In a test that lasted an impressive five seconds, the Joint European Torus (JET) extracted 69.26 megajoules of energy from just 0.21 milligrams of fuel – that’s equivalent to the energy you’d get from 2kg of coal! JET achieved this impressive feat through nuclear fusion, the same process that powers our sun. The fuel used is a mixture of two types of heavy hydrogen: deuterium and tritium.
While this achievement is a world record, JET does not aim to be the ultimate power plant. It’s a groundbreaking device, paving the way for larger prototypes scheduled for launch next year that promise to generate between 10 and 25 times the power they consume.

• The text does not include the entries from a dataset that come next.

//! Mock implementations for testing.

use std::collections::{HashMap, VecDeque};
use std::net::{IpAddr, SocketAddr};
use std::sync::atomic::{AtomicBool, AtomicUsize, Ordering};
use std::sync::{Arc, Mutex};

use async_trait::async_trait;
use tokio::sync::mpsc;
use warden_approval::ApprovalHandler;
use warden_core::ApprovalPrompt;
use warden_sandbox::HostResolver;

/// Approval handler that forwards every prompt into a channel.
///
/// Tests read prompts from the receiver and answer through
/// `Dispatcher::resolve_approval`, the same way a chat frontend would.
#[derive(Debug)]
pub struct ChannelApprovalHandler {
    prompts: mpsc::UnboundedSender<ApprovalPrompt>,
    available: AtomicBool,
}

impl ChannelApprovalHandler {
    /// Create a handler and the receiving end of its prompt channel.
    #[must_use]
    pub fn new() -> (Arc<Self>, mpsc::UnboundedReceiver<ApprovalPrompt>) {
        let (prompts, rx) = mpsc::unbounded_channel();
        let handler = Arc::new(Self {
            prompts,
            available: AtomicBool::new(true),
        });
        (handler, rx)
    }

    /// Simulate the frontend connecting or disconnecting.
    pub fn set_available(&self, available: bool) {
        self.available.store(available, Ordering::SeqCst);
    }
}

#[async_trait]
impl ApprovalHandler for ChannelApprovalHandler {
    async fn present(&self, prompt: ApprovalPrompt) {
        let _ = self.prompts.send(prompt);
    }

    fn is_available(&self) -> bool {
        self.available.load(Ordering::SeqCst)
    }
}

/// Handler that is registered but never available.
#[derive(Debug, Clone, Copy, Default)]
pub struct DisconnectedHandler;

#[async_trait]
impl ApprovalHandler for DisconnectedHandler {
    async fn present(&self, _prompt: ApprovalPrompt) {}

    fn is_available(&self) -> bool {
        false
    }
}

/// DNS resolver with per-host scripted answers.
///
/// Each host has a queue of answers. Every lookup takes the next one; the
/// last answer repeats. Unknown hosts fail like NXDOMAIN.
#[derive(Debug, Default)]
pub struct ScriptedResolver {
    answers: Mutex<HashMap<String, VecDeque<Vec<IpAddr>>>>,
    calls: AtomicUsize,
}

impl ScriptedResolver {
    /// Resolver with no hosts.
    #[must_use]
    pub fn new() -> Self {
        Self::default()
    }

    /// Always answer `host` with `ips`.
    ///
    /// # Panics
    ///
    /// Panics if an address does not parse.
    #[must_use]
    pub fn answer(self, host: &str, ips: &[&str]) -> Self {
        self.sequence(host, &[ips])
    }

    /// Answer `host` with each entry of `sequence` in turn.
    ///
    /// # Panics
    ///
    /// Panics if an address does not parse.
    #[must_use]
    pub fn sequence(self, host: &str, sequence: &[&[&str]]) -> Self {
        let queue = sequence
            .iter()
            .map(|ips| {
                ips.iter()
                    .map(|ip| ip.parse().expect("invalid IP address in test script"))
                    .collect()
            })
            .collect();
        self.answers
            .lock()
            .expect("resolver lock poisoned")
            .insert(host.to_ascii_lowercase(), queue);
        self
    }

    /// Number of lookups performed.
    #[must_use]
    pub fn calls(&self) -> usize {
        self.calls.load(Ordering::SeqCst)
    }
}

#[async_trait]
impl HostResolver for ScriptedResolver {
    async fn resolve(&self, host: &str, port: u16) -> std::io::Result<Vec<SocketAddr>> {
        self.calls.fetch_add(1, Ordering::SeqCst);
        let mut answers = self
            .answers
            .lock()
            .map_err(|_| std::io::Error::other("resolver lock poisoned"))?;
        let queue = answers
            .get_mut(&host.to_ascii_lowercase())
            .ok_or_else(|| std::io::Error::new(std::io::ErrorKind::NotFound, "nxdomain"))?;
        let ips = if queue.len() > 1 {
            queue.pop_front().unwrap_or_default()
        } else {
            queue.front().cloned().unwrap_or_default()
        };
        Ok(ips.into_iter().map(|ip| SocketAddr::new(ip, port)).collect())
    }
}
//! Bridge from `warden_config::Config` to domain types.
//!
//! The config crate depends on no other warden crate, so every conversion
//! into approval, sandbox, audit and telemetry types happens here, once.

use std::path::{Path, PathBuf};
use std::time::Duration;

use tracing::warn;
use warden_approval::{
    PinCredential, PinVerifier, RateLimiterConfig, RateWindow, TrustClassifier,
};
use warden_audit::AuditLog;
use warden_config::{Config, ProcessLimitsConfig, WindowConfig};
use warden_core::SandboxPolicy;
use warden_sandbox::{ExecutorConfig, HttpPolicy, Secrets};
use warden_telemetry::{LogConfig, LogFormat, LogTarget};

use crate::error::RuntimeResult;

/// Prefix of the daily log files.
const LOG_FILE_PREFIX: &str = "warden.log";

/// Approval timeout.
#[must_use]
pub fn to_approval_timeout(cfg: &Config) -> Duration {
    Duration::from_secs(cfg.security.approval_timeout_secs)
}

/// Convert the `[rate_limits]` section.
#[must_use]
pub fn to_rate_limiter_config(cfg: &Config) -> RateLimiterConfig {
    let window = |w: &WindowConfig| RateWindow::new(Duration::from_secs(w.window_secs), w.max_requests);
    RateLimiterConfig {
        max_keys: cfg.rate_limits.max_keys,
        auth: window(&cfg.rate_limits.auth),
        plugin_execution: window(&cfg.rate_limits.plugin_execution),
        api: window(&cfg.rate_limits.api),
    }
}

/// Build the PIN verifier. Without a credential every RED approval is
/// refused.
///
/// # Errors
///
/// Returns an error if the stored credential does not parse.
pub fn to_pin_verifier(cfg: &Config) -> RuntimeResult<PinVerifier> {
    let pin = &cfg.security.pin;
    let credential = pin
        .credential
        .as_deref()
        .map(PinCredential::parse)
        .transpose()?;
    if credential.is_none() {
        warn!("No PIN credential configured; RED actions cannot be approved");
    }
    Ok(PinVerifier::new(
        credential,
        pin.max_failures,
        Duration::from_secs(pin.lockout_secs),
    ))
}

/// Build the classifier with the operator's list additions.
///
/// # Errors
///
/// Returns an error if an extra destructive pattern does not compile.
pub fn to_classifier(cfg: &Config) -> RuntimeResult<TrustClassifier> {
    let c = &cfg.security.classifier;
    let classifier = TrustClassifier::new()
        .with_read_only_tools(c.read_only_tools.iter().cloned())
        .with_mutating_tools(c.mutating_tools.iter().cloned())
        .with_dangerous_key_combos(c.dangerous_key_combos.iter().cloned())
        .with_destructive_patterns(c.extra_destructive_patterns.iter().cloned())?;
    Ok(classifier)
}

/// The sandbox work directory.
#[must_use]
pub fn to_work_dir(cfg: &Config) -> PathBuf {
    cfg.sandbox
        .work_dir
        .clone()
        .unwrap_or_else(|| std::env::temp_dir().join("warden-sandbox"))
}

fn to_policy(cfg: &Config, work_dir: &Path, limits: &ProcessLimitsConfig) -> SandboxPolicy {
    let mut policy = SandboxPolicy::new(work_dir)
        .with_timeout(Duration::from_secs(limits.timeout_secs))
        .with_max_memory_bytes(limits.max_memory_bytes)
        .with_max_output_bytes(limits.max_output_bytes);
    policy.allowed_env.clone_from(&cfg.sandbox.allowed_env);
    policy
}

/// Convert the `[sandbox]` section.
#[must_use]
pub fn to_executor_config(cfg: &Config) -> ExecutorConfig {
    let work_dir = to_work_dir(cfg);
    let http = &cfg.sandbox.http;
    ExecutorConfig {
        shell: to_policy(cfg, &work_dir, &cfg.sandbox.shell),
        script: to_policy(cfg, &work_dir, &cfg.sandbox.script),
        http: HttpPolicy {
            timeout: Duration::from_secs(http.timeout_secs),
            max_response_bytes: http.max_response_bytes,
            allow_private_networks: http.allow_private_networks,
            extra_blocked_hosts: http.extra_blocked_hosts.clone(),
        },
        install_dir: cfg.sandbox.install_dir.clone(),
        fallback_dir: std::env::temp_dir().join("warden-sandbox"),
        script_interpreter: cfg.sandbox.script_interpreter.clone(),
    }
}

/// Load the secret store named in `[plugins]`.
///
/// A configured file that does not exist yields an empty store.
///
/// # Errors
///
/// Returns an error if the file exists but is unreadable, malformed, or
/// accessible to other users.
pub fn to_secrets(cfg: &Config) -> RuntimeResult<Secrets> {
    match &cfg.plugins.secrets_file {
        Some(path) if path.exists() => Ok(Secrets::load(path)?),
        Some(path) => {
            warn!(path = %path.display(), "Secrets file not found; using an empty store");
            Ok(Secrets::new())
        },
        None => Ok(Secrets::new()),
    }
}

/// Open the audit log. `home` supplies the default location.
///
/// # Errors
///
/// Returns an error if the audit file cannot be opened.
pub fn to_audit_log(cfg: &Config, home: &Path) -> RuntimeResult<AuditLog> {
    if !cfg.audit.enabled {
        warn!("Audit log disabled by configuration");
        return Ok(AuditLog::disabled());
    }
    let path = cfg
        .audit
        .path
        .clone()
        .unwrap_or_else(|| home.join("audit.jsonl"));
    Ok(AuditLog::open(path)?)
}

/// Convert the `[logging]` section.
///
/// # Errors
///
/// Returns an error for an unknown format name.
pub fn to_log_config(cfg: &Config) -> RuntimeResult<LogConfig> {
    let logging = &cfg.logging;
    let format: LogFormat = logging.format.parse()?;
    let target = match &logging.file_dir {
        Some(dir) => LogTarget::File {
            directory: dir.clone(),
            prefix: LOG_FILE_PREFIX.to_string(),
        },
        None => LogTarget::Stderr,
    };
    let mut log = LogConfig::new(&logging.level)
        .with_format(format)
        .with_target(target);
    for directive in &logging.directives {
        log = log.with_directive(directive);
    }
    Ok(log)
}

#[cfg(test)]
mod tests {
    use super::*;
    use warden_core::{ActionKind, Parameters, TrustTier};

    fn config(src: &str) -> Config {
        toml::from_str(src).unwrap()
    }

    #[test]
    fn rate_limits_convert() {
        let cfg = config("[rate_limits.api]\nwindow_secs = 10\nmax_requests = 3\n");
        let limits = to_rate_limiter_config(&cfg);
        assert_eq!(limits.api, RateWindow::new(Duration::from_secs(10), 3));
        assert_eq!(limits.max_keys, 10_000);
    }

    #[test]
    fn classifier_extras_apply() {
        let cfg = config(
            r#"
            [security.classifier]
            read_only_tools = ["fetch_docs"]
            extra_destructive_patterns = ["(?i)drop\\s+table"]
            "#,
        );
        let classifier = to_classifier(&cfg).unwrap();
        let verdict = classifier.classify(&ActionKind::builtin("fetch_docs"), &Parameters::new(), None);
        assert_eq!(verdict.tier, TrustTier::Green);

        let mut params = Parameters::new();
        params.insert("sql".into(), "DROP TABLE users".into());
        let verdict = classifier.classify(&ActionKind::builtin("fetch_docs"), &params, None);
        assert_eq!(verdict.tier, TrustTier::Red);
    }

    #[test]
    fn bad_pattern_is_an_error() {
        let cfg = config("[security.classifier]\nextra_destructive_patterns = [\"(\"]\n");
        assert!(to_classifier(&cfg).is_err());
    }

    #[test]
    fn pin_credential_round_trips() {
        let encoded = PinCredential::derive("1357").encode();
        let cfg = config(&format!("[security.pin]\ncredential = \"{encoded}\"\n"));
        let verifier = to_pin_verifier(&cfg).unwrap();
        assert!(verifier.is_configured());
        assert!(verifier.verify("1357").is_ok());

        assert!(!to_pin_verifier(&Config::default()).unwrap().is_configured());
    }

    #[test]
    fn sandbox_section_converts() {
        let cfg = config(
            r#"
            [sandbox]
            work_dir = "/srv/warden/work"
            allowed_env = ["PATH"]

            [sandbox.shell]
            timeout_secs = 5
            max_output_bytes = 1024

            [sandbox.http]
            allow_private_networks = true
            "#,
        );
        let exec = to_executor_config(&cfg);
        assert_eq!(exec.shell.work_dir, PathBuf::from("/srv/warden/work"));
        assert_eq!(exec.shell.timeout, Duration::from_secs(5));
        assert_eq!(exec.shell.max_output_bytes, 1024);
        assert_eq!(exec.shell.allowed_env, vec!["PATH".to_string()]);
        assert_eq!(exec.script.timeout, Duration::from_secs(60));
        assert!(exec.http.allow_private_networks);
        assert_eq!(exec.script_interpreter, "python3");
    }

    #[test]
    fn logging_converts() {
        let cfg = config("[logging]\nlevel = \"debug\"\nformat = \"json\"\ndirectives = [\"warden_sandbox=trace\"]\n");
        let log = to_log_config(&cfg).unwrap();
        assert_eq!(log.level, "debug");
        assert_eq!(log.format, LogFormat::Json);
        assert_eq!(log.target, LogTarget::Stderr);
        assert_eq!(log.directives, vec!["warden_sandbox=trace".to_string()]);

        let cfg = config("[logging]\nformat = \"fancy\"\n");
        assert!(to_log_config(&cfg).is_err());
    }

    #[test]
    fn audit_defaults_to_home() {
        let home = tempfile::tempdir().unwrap();
        let log = to_audit_log(&Config::default(), home.path()).unwrap();
        drop(log);
        assert!(home.path().join("audit.jsonl").exists());
    }
}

But back to JET’s success, it serves as a validation of the tokamak design, a donut-shaped chamber where a powerful magnet holds the superheated plasma that fuels the fusion reaction. Creating and controlling such plasmas at temperatures exceeding 100 million degrees is no easy feat, and JET has tackled two major challenges:
Heat Taming: The intense energy released by the plasma can damage the walls of the chamber. JET has demonstrated techniques to “smooth” this heat, protecting future fusion machines.

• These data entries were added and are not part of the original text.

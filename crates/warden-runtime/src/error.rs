//! Runtime error types.

use std::path::PathBuf;

use thiserror::Error;
use warden_core::ExecutionType;

/// Errors raised while building the runtime or managing plugins.
///
/// Nothing here escapes [`crate::Dispatcher::submit`]; action failures are
/// folded into the returned result instead.
#[derive(Debug, Error)]
pub enum RuntimeError {
    /// Configuration could not be loaded or converted.
    #[error("Configuration error: {0}")]
    ConfigError(#[from] warden_config::ConfigError),

    /// Approval component error.
    #[error("Approval error: {0}")]
    ApprovalError(#[from] warden_approval::ApprovalError),

    /// Sandbox component error.
    #[error("Sandbox error: {0}")]
    SandboxError(#[from] warden_sandbox::SandboxError),

    /// Audit storage error.
    #[error("Audit error: {0}")]
    AuditError(#[from] warden_audit::AuditError),

    /// Logging could not be initialised.
    #[error("Telemetry error: {0}")]
    TelemetryError(#[from] warden_telemetry::TelemetryError),

    /// A plugin definition file could not be parsed.
    #[error("Invalid plugin definition {path}: {reason}")]
    InvalidDefinition {
        /// The file.
        path: PathBuf,
        /// Why it was rejected.
        reason: String,
    },

    /// A plugin name is empty or uses characters outside `[a-z0-9_-]`.
    #[error("Invalid plugin name: {0:?}")]
    InvalidPluginName(String),

    /// A plugin would shadow a built-in tool or an operator plugin.
    #[error("Plugin name conflict: {0}")]
    NameConflict(String),

    /// The definition declares the same parameter twice.
    #[error("Duplicate parameter '{parameter}' in plugin {name}")]
    DuplicateParameter {
        /// Plugin name.
        name: String,
        /// The repeated parameter.
        parameter: String,
    },

    /// A shell command template places a placeholder where its quoting
    /// would not hold.
    #[error("Plugin {name} has an unsafe command template: {reason}")]
    UnsafeCommandTemplate {
        /// Plugin name.
        name: String,
        /// Why the template was refused.
        reason: String,
    },

    /// The execution type may not be created through this channel.
    #[error("Plugin {name} may not use {execution} execution")]
    DisallowedExecutionType {
        /// Plugin name.
        name: String,
        /// The rejected execution type.
        execution: ExecutionType,
    },

    /// I/O error.
    #[error("I/O error: {0}")]
    IoError(#[from] std::io::Error),
}

/// Result type for runtime operations.
pub type RuntimeResult<T> = Result<T, RuntimeError>;
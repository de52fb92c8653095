//! The plugin executor.
//!
//! [`PluginExecutor::execute`] runs one approved request against its
//! definition, dispatching on the [`ExecutionSpec`] variant. Every call
//! writes exactly one audit entry, on success and on every failure path,
//! before the output is returned.

use std::path::{Path, PathBuf};
use std::sync::Arc;
use std::time::Duration;

use tokio_util::sync::CancellationToken;
use tracing::{info, warn};
use warden_approval::{RateCategory, RateLimiter};
use warden_audit::{AuditLog, AuditLogEntry};
use warden_core::{
    ActionKind, ActionOutput, ActionRequest, ExecutionSpec, ExecutionType, FailureKind,
    PluginDefinition, SandboxPolicy,
};

use crate::error::{SandboxError, SandboxResult};
use crate::http::{HttpPolicy, HttpStrategy};
use crate::process::{ProcessOutput, safe_work_dir};
use crate::resolver::HostResolver;
use crate::script::run_script;
use crate::secrets::Secrets;
use crate::shell::{render_command, run_shell};

/// Default interpreter for script plugins.
pub const DEFAULT_SCRIPT_INTERPRETER: &str = "python3";

/// Default script timeout (1 minute).
const DEFAULT_SCRIPT_TIMEOUT: Duration = Duration::from_secs(60);

/// Default script memory cap (512 MiB).
const DEFAULT_SCRIPT_MEMORY_BYTES: u64 = 512 * 1024 * 1024;

/// Containment settings for every execution type.
#[derive(Debug, Clone)]
pub struct ExecutorConfig {
    /// Policy for shell plugins.
    pub shell: SandboxPolicy,
    /// Policy for script plugins.
    pub script: SandboxPolicy,
    /// Policy for HTTP plugins.
    pub http: HttpPolicy,
    /// The server's own installation tree; never used as a work dir.
    pub install_dir: Option<PathBuf>,
    /// Work dir used when a policy's own is refused.
    pub fallback_dir: PathBuf,
    /// Interpreter for script plugins that do not name one.
    pub script_interpreter: String,
}

impl Default for ExecutorConfig {
    fn default() -> Self {
        let shell = SandboxPolicy::default();
        let script = SandboxPolicy::new(shell.work_dir.clone())
            .with_timeout(DEFAULT_SCRIPT_TIMEOUT)
            .with_max_memory_bytes(Some(DEFAULT_SCRIPT_MEMORY_BYTES));
        Self {
            fallback_dir: shell.work_dir.clone(),
            shell,
            script,
            http: HttpPolicy::default(),
            install_dir: None,
            script_interpreter: DEFAULT_SCRIPT_INTERPRETER.to_string(),
        }
    }
}

/// Runs approved plugin requests inside the sandbox.
pub struct PluginExecutor {
    config: ExecutorConfig,
    http: HttpStrategy,
    secrets: Secrets,
    audit: AuditLog,
    limiter: Option<Arc<RateLimiter>>,
}

impl std::fmt::Debug for PluginExecutor {
    fn fmt(&self, f: &mut std::fmt::Formatter<'_>) -> std::fmt::Result {
        f.debug_struct("PluginExecutor")
            .field("config", &self.config)
            .field("secrets", &self.secrets)
            .field("rate_limited", &self.limiter.is_some())
            .finish_non_exhaustive()
    }
}

impl PluginExecutor {
    /// Executor using the system resolver and an empty secret store.
    #[must_use]
    pub fn new(config: ExecutorConfig, audit: AuditLog) -> Self {
        let http = HttpStrategy::with_system_resolver(config.http.clone());
        Self {
            config,
            http,
            secrets: Secrets::new(),
            audit,
            limiter: None,
        }
    }

    /// Use `secrets` for `{{secret.NAME}}` placeholders.
    #[must_use]
    pub fn with_secrets(mut self, secrets: Secrets) -> Self {
        self.secrets = secrets;
        self
    }

    /// Use `resolver` for HTTP host lookups.
    #[must_use]
    pub fn with_resolver(mut self, resolver: Arc<dyn HostResolver>) -> Self {
        self.http = HttpStrategy::new(self.config.http.clone(), resolver);
        self
    }

    /// Enforce the plugin execution rate limit per requester.
    #[must_use]
    pub fn with_rate_limiter(mut self, limiter: Arc<RateLimiter>) -> Self {
        self.limiter = Some(limiter);
        self
    }

    /// The active configuration.
    #[must_use]
    pub fn config(&self) -> &ExecutorConfig {
        &self.config
    }

    /// The audit log entries are written to.
    #[must_use]
    pub fn audit_log(&self) -> &AuditLog {
        &self.audit
    }

    /// The secret store.
    #[must_use]
    pub fn secrets(&self) -> &Secrets {
        &self.secrets
    }

    /// The configured policy for a process-based execution type.
    #[must_use]
    pub fn policy_for(&self, execution: ExecutionType) -> &SandboxPolicy {
        match execution {
            ExecutionType::Script => &self.config.script,
            ExecutionType::Http | ExecutionType::Bash => &self.config.shell,
        }
    }

    /// Run `request` with the configured policy for its execution type.
    pub async fn execute(
        &self,
        request: &ActionRequest,
        definition: &PluginDefinition,
        cancel: &CancellationToken,
    ) -> ActionOutput {
        let policy = self.policy_for(definition.execution_type());
        self.execute_with_policy(request, definition, policy, cancel)
            .await
    }

    /// Run `request` under an explicit `policy`.
    ///
    /// Failures are recovered into an error [`ActionOutput`] carrying a
    /// caller-safe message; the detailed cause goes to the diagnostic log.
    pub async fn execute_with_policy(
        &self,
        request: &ActionRequest,
        definition: &PluginDefinition,
        policy: &SandboxPolicy,
        cancel: &CancellationToken,
    ) -> ActionOutput {
        let (output, failure) = match self.run(request, definition, policy, cancel).await {
            Ok(output) if output.is_error => (output, Some(FailureKind::ExecutionFailed)),
            Ok(output) => (output, None),
            Err(e) => {
                let action_error = e.to_action_error();
                warn!(
                    target: "warden::diagnostic",
                    request_id = %request.id,
                    plugin = %definition.name,
                    error = %e,
                    "Plugin execution failed"
                );
                (
                    ActionOutput::from(&action_error),
                    Some(action_error.failure_kind()),
                )
            },
        };

        let entry = match failure {
            None => AuditLogEntry::success(request),
            Some(kind) => AuditLogEntry::failure(request, kind),
        };
        self.audit.append(entry);

        info!(
            request_id = %request.id,
            requester = %request.requester_id,
            plugin = %definition.name,
            execution = %definition.execution_type().as_str(),
            is_error = output.is_error,
            "Plugin execution finished"
        );
        output
    }

    async fn run(
        &self,
        request: &ActionRequest,
        definition: &PluginDefinition,
        policy: &SandboxPolicy,
        cancel: &CancellationToken,
    ) -> SandboxResult<ActionOutput> {
        if !request.status().is_approved() {
            return Err(SandboxError::NotApproved);
        }
        if let ActionKind::Plugin { name, execution } = &request.kind
            && (name != &definition.name || *execution != definition.execution_type())
        {
            return Err(SandboxError::Violation(format!(
                "request for '{name}' does not match definition '{}'",
                definition.name
            )));
        }
        if let Some(limiter) = &self.limiter
            && !limiter.allow(RateCategory::PluginExecution, request.requester_id.as_str())
        {
            return Err(SandboxError::RateLimited);
        }

        let params = &request.parameters;
        match &definition.execution {
            spec @ ExecutionSpec::Http { .. } => {
                let outcome = self.http.execute(spec, params, &self.secrets).await?;
                Ok(ActionOutput::success(outcome.body))
            },
            ExecutionSpec::Bash { command } => {
                let command = render_command(command, params, &self.secrets)?;
                let work_dir = self.prepare_work_dir(&policy.work_dir).await?;
                let output =
                    run_shell(&command, policy, &work_dir, &definition.env, cancel).await?;
                Ok(process_output(&output, policy))
            },
            ExecutionSpec::Script {
                source,
                interpreter,
            } => {
                let interpreter = interpreter
                    .as_deref()
                    .unwrap_or(&self.config.script_interpreter);
                let work_dir = self.prepare_work_dir(&policy.work_dir).await?;
                let output = run_script(
                    source,
                    interpreter,
                    params,
                    policy,
                    &work_dir,
                    &definition.env,
                    cancel,
                )
                .await?;
                Ok(process_output(&output, policy))
            },
        }
    }

    async fn prepare_work_dir(&self, requested: &Path) -> SandboxResult<PathBuf> {
        tokio::fs::create_dir_all(&self.config.fallback_dir).await?;
        if !requested.exists() {
            tokio::fs::create_dir_all(requested).await?;
        }
        Ok(safe_work_dir(
            requested,
            self.config.install_dir.as_deref(),
            &self.config.fallback_dir,
        ))
    }
}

Keeping it stable: Energy blasts can also wreak havoc. JET has demonstrated how to control the plasma edge, prevent these explosions and ensure smooth operation.
These are not just theoretical solutions, JET has tested them in a real-world environment using the same fuel mixture (deuterium and tritium) that will be used in future power plants. This adds an important layer of trust to the entire integration endeavor.
While a commercial nuclear fusion power plant is still decades away, these achievements are a stepping stone across the river, each one bringing us closer to the other side. The UK’s achievement, coupled with recent US success, demonstrates that there are multiple paths to a clean energy future.
Scientists hope that with continued experimentation and collaboration, these technologies can be improved and help us move toward a cleaner, star-powered world, here on Earth.